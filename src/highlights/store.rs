//! In-memory highlight collection for one open document
//!
//! Every mutation is flushed through the [`PersistenceGateway`] before it is
//! committed in memory, so the two never disagree.

use crate::coords::{denormalize, FractionalRect, PixelRect, RasterSize};
use crate::error::{ReaderError, Result};
use crate::persistence::PersistenceGateway;

use super::types::{Highlight, HighlightColor};

/// Highlights of the currently open document
pub struct HighlightStore {
    document_id: String,
    highlights: Vec<Highlight>,
    gateway: PersistenceGateway,
}

impl HighlightStore {
    /// Load the document's highlights from storage
    pub fn load(gateway: PersistenceGateway, document_id: &str) -> Self {
        let highlights = gateway.load_highlights(document_id);
        tracing::debug!(
            document_id = %document_id,
            count = highlights.len(),
            "Loaded highlights"
        );
        Self {
            document_id: document_id.to_string(),
            highlights,
            gateway,
        }
    }

    pub fn document_id(&self) -> &str {
        &self.document_id
    }

    /// All highlights in insertion order
    pub fn all(&self) -> &[Highlight] {
        &self.highlights
    }

    pub fn len(&self) -> usize {
        self.highlights.len()
    }

    pub fn is_empty(&self) -> bool {
        self.highlights.is_empty()
    }

    pub fn on_page(&self, page: u32) -> impl Iterator<Item = &Highlight> {
        self.highlights.iter().filter(move |h| h.page_number == page)
    }

    /// Pixel rects for drawing a page's highlights on the current raster
    pub fn overlays(&self, page: u32, current: RasterSize) -> Vec<(&Highlight, PixelRect)> {
        self.on_page(page)
            .map(|h| (h, denormalize(h, current.width, current.height)))
            .collect()
    }

    /// Add a highlight anchored to `raster`.
    ///
    /// Refused with [`ReaderError::InvalidRasterState`] when no valid raster
    /// size is available; nothing is written in that case.
    pub fn add(
        &mut self,
        rect: FractionalRect,
        page: u32,
        color: HighlightColor,
        raster: Option<RasterSize>,
    ) -> Result<Highlight> {
        let raster = match raster {
            Some(r) if r.is_valid() => r,
            other => {
                let r = other.unwrap_or(RasterSize::new(0.0, 0.0));
                return Err(ReaderError::InvalidRasterState {
                    width: r.width,
                    height: r.height,
                });
            }
        };

        let highlight = Highlight::new(page, rect, color, raster);

        let mut updated = self.highlights.clone();
        updated.push(highlight.clone());
        self.commit(updated)?;

        tracing::debug!(id = %highlight.id, page, "Added highlight");
        Ok(highlight)
    }

    /// Remove every highlight on `page`; returns how many were removed
    pub fn clear_page(&mut self, page: u32) -> Result<usize> {
        let updated: Vec<Highlight> = self
            .highlights
            .iter()
            .filter(|h| h.page_number != page)
            .cloned()
            .collect();

        let removed = self.highlights.len() - updated.len();
        if removed > 0 {
            self.commit(updated)?;
            tracing::debug!(page, removed, "Cleared page highlights");
        }
        Ok(removed)
    }

    /// Replace the whole collection (after an import merge)
    pub fn replace_all(&mut self, highlights: Vec<Highlight>) -> Result<()> {
        self.commit(highlights)
    }

    fn commit(&mut self, highlights: Vec<Highlight>) -> Result<()> {
        self.gateway.save_highlights(&self.document_id, &highlights)?;
        self.highlights = highlights;
        Ok(())
    }
}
--------------------
What is being asked
Retype, without any change, the lines from the one containing "let updated: Vec<Highlight> = self" through the final line of the material above, and no others.

Expected answer
        let updated: Vec<Highlight> = self
            .highlights
            .iter()
            .filter(|h| h.page_number != page)
            .cloned()
            .collect();

        let removed = self.highlights.len() - updated.len();
        if removed > 0 {
            self.commit(updated)?;
            tracing::debug!(page, removed, "Cleared page highlights");
        }
        Ok(removed)
    }

    /// Replace the whole collection (after an import merge)
    pub fn replace_all(&mut self, highlights: Vec<Highlight>) -> Result<()> {
        self.commit(highlights)
    }

    fn commit(&mut self, highlights: Vec<Highlight>) -> Result<()> {
        self.gateway.save_highlights(&self.document_id, &highlights)?;
        self.highlights = highlights;
        Ok(())
    }
}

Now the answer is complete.